Task. Pull every line holding the word "LidarPoint" out of the data and copy it.

[Saved entries]
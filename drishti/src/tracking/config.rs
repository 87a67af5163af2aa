//! Tracker thresholds.
//!
//! Classification limits are inclusive (`<=`). Anomaly triggers are strict
//! (`>`): a speed, footprint or height exactly at its limit is plausible.

use serde::{Deserialize, Serialize};

use crate::config::defaults;
use crate::geometry::SizeTable;

/// Maximum footprint for a class (meters, inclusive).
#[derive(Clone, Copy, Debug, PartialEq, Serialize, Deserialize)]
pub struct SizeLimit {
    /// Maximum length
    pub length: f64,
    /// Maximum width
    pub width: f64,
}

impl SizeLimit {
    /// Create a new limit.
    pub const fn new(length: f64, width: f64) -> Self {
        Self { length, width }
    }

    /// True if `length x width` fits within the limit.
    #[inline]
    pub fn fits(&self, length: f64, width: f64) -> bool {
        length <= self.length && width <= self.width
    }
}

/// Footprint limits per obstacle class, checked in order.
#[derive(Clone, Debug, PartialEq, Serialize, Deserialize)]
pub struct ClassLimits {
    /// Pedestrian footprint
    pub pedestrian: SizeLimit,
    /// Cyclist footprint
    pub cyclist: SizeLimit,
    /// Car footprint
    pub car: SizeLimit,
}

impl Default for ClassLimits {
    fn default() -> Self {
        defaults::class_limits()
    }
}

/// Configuration for [`ObstacleTracker`](super::ObstacleTracker).
#[derive(Clone, Debug, Serialize, Deserialize)]
pub struct TrackerConfig {
    /// Maximum cluster-center to obstacle distance for a match (meters).
    ///
    /// Default: 2.5
    #[serde(default = "defaults::association_distance")]
    pub association_distance: f64,

    /// Confidence of a freshly created obstacle.
    ///
    /// Default: 1
    #[serde(default = "defaults::initial_confidence")]
    pub initial_confidence: u32,

    /// Consecutive unmatched frames after which an obstacle is stale.
    ///
    /// Default: 5
    #[serde(default = "defaults::max_missed_frames")]
    pub max_missed_frames: u32,

    /// Raw speeds above this are treated as sensor glitches and zeroed.
    ///
    /// Default: 100.0
    #[serde(default = "defaults::speed_glitch_limit")]
    pub speed_glitch_limit: f64,

    /// Speeds above this halve confidence.
    ///
    /// Default: 10.0
    #[serde(default = "defaults::high_speed_limit")]
    pub high_speed_limit: f64,

    /// Weight of the instantaneous speed in the exponential smoothing.
    ///
    /// Default: 0.5
    #[serde(default = "defaults::speed_smoothing")]
    pub speed_smoothing: f64,

    /// Displacement below which the stored heading is kept (meters).
    ///
    /// Rounding noise in the mean of a static obstacle must not swing the
    /// heading.
    ///
    /// Default: 1e-6
    #[serde(default = "defaults::min_heading_displacement")]
    pub min_heading_displacement: f64,

    /// Max point height above this forces the building class (meters).
    ///
    /// Default: 4.5
    #[serde(default = "defaults::building_height")]
    pub building_height: f64,

    /// Largest plausible footprint; anything larger halves confidence.
    ///
    /// Default: 7.0 x 4.0
    #[serde(default = "defaults::max_footprint")]
    pub max_footprint: SizeLimit,

    /// Classification footprints.
    #[serde(default = "defaults::class_limits")]
    pub classes: ClassLimits,

    /// Canonical dimensions for rectangle snapping.
    #[serde(default = "defaults::size_table")]
    pub sizes: SizeTable,
}

impl Default for TrackerConfig {
    fn default() -> Self {
        Self {
            association_distance: defaults::association_distance(),
            initial_confidence: defaults::initial_confidence(),
            max_missed_frames: defaults::max_missed_frames(),
            speed_glitch_limit: defaults::speed_glitch_limit(),
            high_speed_limit: defaults::high_speed_limit(),
            speed_smoothing: defaults::speed_smoothing(),
            min_heading_displacement: defaults::min_heading_displacement(),
            building_height: defaults::building_height(),
            max_footprint: defaults::max_footprint(),
            classes: defaults::class_limits(),
            sizes: defaults::size_table(),
        }
    }
}
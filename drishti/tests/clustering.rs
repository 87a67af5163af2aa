//! Clustering and hull behavior over whole frames.

mod common;

use common::{Blob, GRID_SLOTS, clusters_of, grid_with, scattered_points};
use drishti::geometry::convex_hull_points;
use drishti::{ClusterScratch, ClusteringConfig, GridDbscan, PointGrid, convex_hull};

fn cross(o: drishti::Point2D, a: drishti::Point2D, b: drishti::Point2D) -> f64 {
    (a.x - o.x) * (b.y - o.y) - (a.y - o.y) * (b.x - o.x)
}

#[test]
fn test_separated_blobs_form_separate_clusters() {
    let grid = grid_with(&[
        Blob::cyclist(0, 10.0, 5.0),
        Blob::cyclist(10, 10.0, 20.0),
        Blob::cyclist(30, -8.0, 3.0),
    ]);
    let clusters = clusters_of(&grid);

    assert_eq!(clusters.len(), 3);
    for cluster in &clusters {
        assert_eq!(cluster.len(), 40);
    }

    // Discovery order follows the seed scan
    assert!(clusters[0].center().y < 6.0);
    assert!(clusters[1].center().y > 19.0);
    assert!(clusters[2].center().x < 0.0);
}

#[test]
fn test_clusters_are_disjoint_and_live() {
    let grid = grid_with(&[Blob::cyclist(0, 10.0, 5.0), Blob::cyclist(10, 10.0, 20.0)]);
    let clusters = clusters_of(&grid);

    let mut seen = std::collections::HashSet::new();
    for cluster in &clusters {
        for &index in cluster.indices() {
            assert!(seen.insert(index), "point {} in two clusters", index);
            assert!(!grid.point(index).is_suppressed());
        }
    }
    assert_eq!(seen.len(), grid.live_count());
}

#[test]
fn test_sparse_points_are_noise() {
    let mut grid = PointGrid::empty(GRID_SLOTS);
    scattered_points(&mut grid, &[3, 4, 20, 40]);

    assert_eq!(grid.live_count(), 4);
    assert!(clusters_of(&grid).is_empty());
}

#[test]
fn test_two_point_pair_is_noise_with_default_min_points() {
    let mut grid = PointGrid::empty(GRID_SLOTS);
    let blob = Blob {
        columns: 2,
        rows: 1,
        length: 0.2,
        width: 0.0,
        ..Blob::cyclist(5, 10.0, 5.0)
    };
    blob.paint(&mut grid);

    assert!(clusters_of(&grid).is_empty());

    let relaxed = GridDbscan::new(ClusteringConfig {
        min_points: 2,
        ..Default::default()
    });
    assert_eq!(relaxed.cluster(&grid).len(), 1);
}

#[test]
fn test_clustering_is_deterministic_with_reused_scratch() {
    let dbscan = GridDbscan::new(ClusteringConfig::default());
    let first = grid_with(&[Blob::cyclist(0, 10.0, 5.0), Blob::cyclist(20, 3.0, 12.0)]);
    let second = grid_with(&[Blob::cyclist(40, -6.0, -6.0)]);

    let mut scratch = ClusterScratch::default();
    let a = dbscan.cluster_with_scratch(&first, &mut scratch);
    let b = dbscan.cluster_with_scratch(&second, &mut scratch);
    let a_again = dbscan.cluster_with_scratch(&first, &mut scratch);

    assert_eq!(a, a_again);
    assert_eq!(a, dbscan.cluster(&first));
    assert_eq!(b, dbscan.cluster(&second));
}

#[test]
fn test_hull_is_convex_subset_of_cluster() {
    let grid = grid_with(&[Blob::cyclist(0, 10.0, 5.0)]);
    let clusters = clusters_of(&grid);
    let cluster = &clusters[0];

    let hull = convex_hull(&grid, cluster);
    assert_eq!(hull.len(), 4);
    for index in &hull {
        assert!(cluster.indices().contains(index));
    }

    let vertices: Vec<_> = hull.iter().map(|&i| grid.point(i).xy()).collect();
    let n = vertices.len();
    for i in 0..n {
        let turn = cross(vertices[i], vertices[(i + 1) % n], vertices[(i + 2) % n]);
        assert!(turn > 0.0, "hull turns clockwise at vertex {}", i);
    }

    // No cluster point lies outside any hull edge
    for p in cluster.planar_points(&grid) {
        for i in 0..n {
            assert!(cross(vertices[i], vertices[(i + 1) % n], p) >= -1e-9);
        }
    }
}

#[test]
fn test_hull_of_hull_is_itself() {
    let grid = grid_with(&[Blob::cyclist(0, 10.0, 5.0)]);
    let clusters = clusters_of(&grid);
    let vertices: Vec<_> = convex_hull(&grid, &clusters[0])
        .into_iter()
        .map(|i| grid.point(i).xy())
        .collect();

    let again = convex_hull_points(&vertices);
    assert_eq!(again.len(), vertices.len());
    let mut sorted = again.clone();
    sorted.sort_unstable();
    assert_eq!(sorted, (0..vertices.len()).collect::<Vec<_>>());
}
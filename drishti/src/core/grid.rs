//! Frame-local point arena indexed by `[azimuth slot][ring]`.
//!
//! The grid owns every point of one frame. Clusters and obstacle working
//! sets refer to points by [`PointIndex`], never by reference, so the arena
//! can be rebuilt every frame without invalidating anything that outlives it.

use crate::error::{Error, Result};

use super::point::{LidarPoint, RING_COUNT};

/// Flat index of a point in a [`PointGrid`] (`slot * RING_COUNT + ring`).
pub type PointIndex = usize;

/// Fixed-size grid of lidar points, one row per azimuth slot.
#[derive(Clone, Debug)]
pub struct PointGrid {
    points: Vec<LidarPoint>,
    slots: usize,
}

impl PointGrid {
    /// Build a grid from slot-major points.
    ///
    /// Point grid indices are rewritten to match their position.
    ///
    /// # Errors
    /// [`Error::GridShape`] if `points.len() != slots * RING_COUNT`.
    pub fn new(slots: usize, mut points: Vec<LidarPoint>) -> Result<Self> {
        if points.len() != slots * RING_COUNT {
            return Err(Error::GridShape {
                points: points.len(),
                slots,
                rings: RING_COUNT,
            });
        }

        for (index, point) in points.iter_mut().enumerate() {
            point.slot = index / RING_COUNT;
            point.ring = index % RING_COUNT;
        }

        Ok(Self { points, slots })
    }

    /// A grid of `slots` rows where every point is suppressed.
    pub fn empty(slots: usize) -> Self {
        let mut points = vec![LidarPoint::suppressed(); slots * RING_COUNT];
        for (index, point) in points.iter_mut().enumerate() {
            point.slot = index / RING_COUNT;
            point.ring = index % RING_COUNT;
        }
        Self { points, slots }
    }

    /// Number of azimuth slots.
    #[inline]
    pub fn slots(&self) -> usize {
        self.slots
    }

    /// Number of rings per slot.
    #[inline]
    pub fn rings(&self) -> usize {
        RING_COUNT
    }

    /// Total number of cells.
    #[inline]
    pub fn len(&self) -> usize {
        self.points.len()
    }

    /// True if the grid has no slots.
    #[inline]
    pub fn is_empty(&self) -> bool {
        self.points.is_empty()
    }

    /// Flat index of `(slot, ring)`.
    #[inline]
    pub fn index(&self, slot: usize, ring: usize) -> PointIndex {
        slot * RING_COUNT + ring
    }

    /// Point at a flat index.
    ///
    /// # Panics
    /// If `index` is out of range.
    #[inline]
    pub fn point(&self, index: PointIndex) -> &LidarPoint {
        &self.points[index]
    }

    /// Point at `(slot, ring)`, `None` outside the grid.
    #[inline]
    pub fn get(&self, slot: usize, ring: usize) -> Option<&LidarPoint> {
        if slot >= self.slots || ring >= RING_COUNT {
            return None;
        }
        self.points.get(self.index(slot, ring))
    }

    /// Replace the point at `(slot, ring)`, keeping its grid indices consistent.
    ///
    /// Out-of-range coordinates are ignored.
    pub fn set(&mut self, slot: usize, ring: usize, mut point: LidarPoint) {
        if slot >= self.slots || ring >= RING_COUNT {
            return;
        }
        point.slot = slot;
        point.ring = ring;
        let index = self.index(slot, ring);
        self.points[index] = point;
    }

    /// All points in slot-major order.
    #[inline]
    pub fn points(&self) -> &[LidarPoint] {
        &self.points
    }

    /// Number of points not suppressed by ingestion.
    pub fn live_count(&self) -> usize {
        self.points.iter().filter(|p| !p.is_suppressed()).count()
    }
}
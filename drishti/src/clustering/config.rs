//! Clustering configuration.

use serde::{Deserialize, Serialize};

use crate::config::defaults;

/// Configuration for grid-adjacency density clustering.
#[derive(Clone, Debug, Serialize, Deserialize)]
pub struct ClusteringConfig {
    /// Density radius: maximum 3D distance between neighbors (meters).
    ///
    /// Default: 0.6
    #[serde(default = "defaults::eps")]
    pub eps: f64,

    /// Minimum neighborhood size, seed included, for a point to open or
    /// grow a cluster.
    ///
    /// Default: 3
    #[serde(default = "defaults::min_points")]
    pub min_points: usize,

    /// Azimuth slots searched on either side of a point.
    ///
    /// Default: 8
    #[serde(default = "defaults::azimuth_window")]
    pub azimuth_window: usize,

    /// Rings searched on either side of a point.
    ///
    /// Default: 2
    #[serde(default = "defaults::ring_window")]
    pub ring_window: usize,

    /// Treat the first and last azimuth slot as neighbors.
    ///
    /// Enable for full 360° scans. Rings never wrap.
    ///
    /// Default: false
    #[serde(default)]
    pub wrap_azimuth: bool,
}

impl Default for ClusteringConfig {
    fn default() -> Self {
        Self {
            eps: defaults::eps(),
            min_points: defaults::min_points(),
            azimuth_window: defaults::azimuth_window(),
            ring_window: defaults::ring_window(),
            wrap_azimuth: false,
        }
    }
}
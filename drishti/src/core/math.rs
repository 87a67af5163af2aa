//! Angle arithmetic and planar rotation helpers.
//!
//! All headings in the crate are stored normalized to (−π, π].

use std::f64::consts::{PI, TAU};

/// Normalize angle to (−π, π].
///
/// # Example
/// ```
/// use drishti::core::math::normalize_angle;
/// use std::f64::consts::PI;
///
/// assert!((normalize_angle(3.0 * PI) - PI).abs() < 1e-9);
/// assert!((normalize_angle(-PI) - PI).abs() < 1e-9);
/// ```
#[inline]
pub fn normalize_angle(angle: f64) -> f64 {
    PI - (PI - angle).rem_euclid(TAU)
}

/// Shortest signed angular difference from `a` to `b`.
///
/// Returns the angle that must be added to `a` to reach `b`.
#[inline]
pub fn angle_diff(a: f64, b: f64) -> f64 {
    normalize_angle(b - a)
}

/// Signed rotation from `previous` to `current` along the shorter arc.
///
/// The magnitude is the shortest angular distance; the sign is positive when
/// turning counter-clockwise by that magnitude from `previous` lands on
/// `current`. Crossing the ±π seam keeps the sign of the short arc.
pub fn signed_rotation(previous: f64, current: f64) -> f64 {
    let magnitude = PI - ((previous - current).abs().rem_euclid(TAU) - PI).abs();
    if normalize_angle(previous + magnitude - current).abs() < 1e-5 {
        magnitude
    } else {
        -magnitude
    }
}

/// Rotate a 2D vector by `angle` radians (counter-clockwise).
#[inline]
pub fn rotate(x: f64, y: f64, angle: f64) -> (f64, f64) {
    let (sin_a, cos_a) = angle.sin_cos();
    (x * cos_a - y * sin_a, x * sin_a + y * cos_a)
}

#[cfg(test)]
mod tests {
    use super::*;
    use approx::assert_relative_eq;
    use std::f64::consts::FRAC_PI_2;

    #[test]
    fn test_normalize_angle_range() {
        for i in -40..=40 {
            let a = normalize_angle(i as f64 * 0.37);
            assert!(a > -PI && a <= PI, "angle {} out of range", a);
        }
    }

    #[test]
    fn test_normalize_angle_boundaries() {
        assert_relative_eq!(normalize_angle(PI), PI);
        assert_relative_eq!(normalize_angle(-PI), PI);
        assert_relative_eq!(normalize_angle(0.0), 0.0);
        assert_relative_eq!(normalize_angle(2.0 * PI), 0.0, epsilon = 1e-12);
    }

    #[test]
    fn test_normalize_angle_just_beyond_pi() {
        let result = normalize_angle(PI + 0.001);
        assert_relative_eq!(result, -PI + 0.001, epsilon = 1e-9);
    }

    #[test]
    fn test_angle_diff_crossing_seam() {
        assert_relative_eq!(angle_diff(PI - 0.1, -PI + 0.1), 0.2, epsilon = 1e-9);
        assert_relative_eq!(angle_diff(-PI + 0.1, PI - 0.1), -0.2, epsilon = 1e-9);
    }

    #[test]
    fn test_signed_rotation_simple() {
        assert_relative_eq!(signed_rotation(0.0, 0.3), 0.3, epsilon = 1e-9);
        assert_relative_eq!(signed_rotation(0.3, 0.0), -0.3, epsilon = 1e-9);
        assert_relative_eq!(signed_rotation(1.0, 1.0), 0.0, epsilon = 1e-12);
    }

    #[test]
    fn test_signed_rotation_across_seam() {
        // Counter-clockwise through +π stays positive
        assert_relative_eq!(signed_rotation(PI - 0.1, -PI + 0.1), 0.2, epsilon = 1e-9);
        // Clockwise through -π stays negative
        assert_relative_eq!(signed_rotation(-PI + 0.1, PI - 0.1), -0.2, epsilon = 1e-9);
    }

    #[test]
    fn test_rotate_quarter_turn() {
        let (x, y) = rotate(1.0, 0.0, FRAC_PI_2);
        assert_relative_eq!(x, 0.0, epsilon = 1e-12);
        assert_relative_eq!(y, 1.0, epsilon = 1e-12);
    }

    #[test]
    fn test_rotate_zero_is_exact() {
        let (x, y) = rotate(3.25, -1.5, 0.0);
        assert_eq!(x, 3.25);
        assert_eq!(y, -1.5);
    }
}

Result of this task.
use super::point::{LidarPoint, RING_COUNT};
    points: Vec<LidarPoint>,
    pub fn new(slots: usize, mut points: Vec<LidarPoint>) -> Result<Self> {
        let mut points = vec![LidarPoint::suppressed(); slots * RING_COUNT];
    pub fn point(&self, index: PointIndex) -> &LidarPoint {
    pub fn get(&self, slot: usize, ring: usize) -> Option<&LidarPoint> {
    pub fn set(&mut self, slot: usize, ring: usize, mut point: LidarPoint) {
    pub fn points(&self) -> &[LidarPoint] {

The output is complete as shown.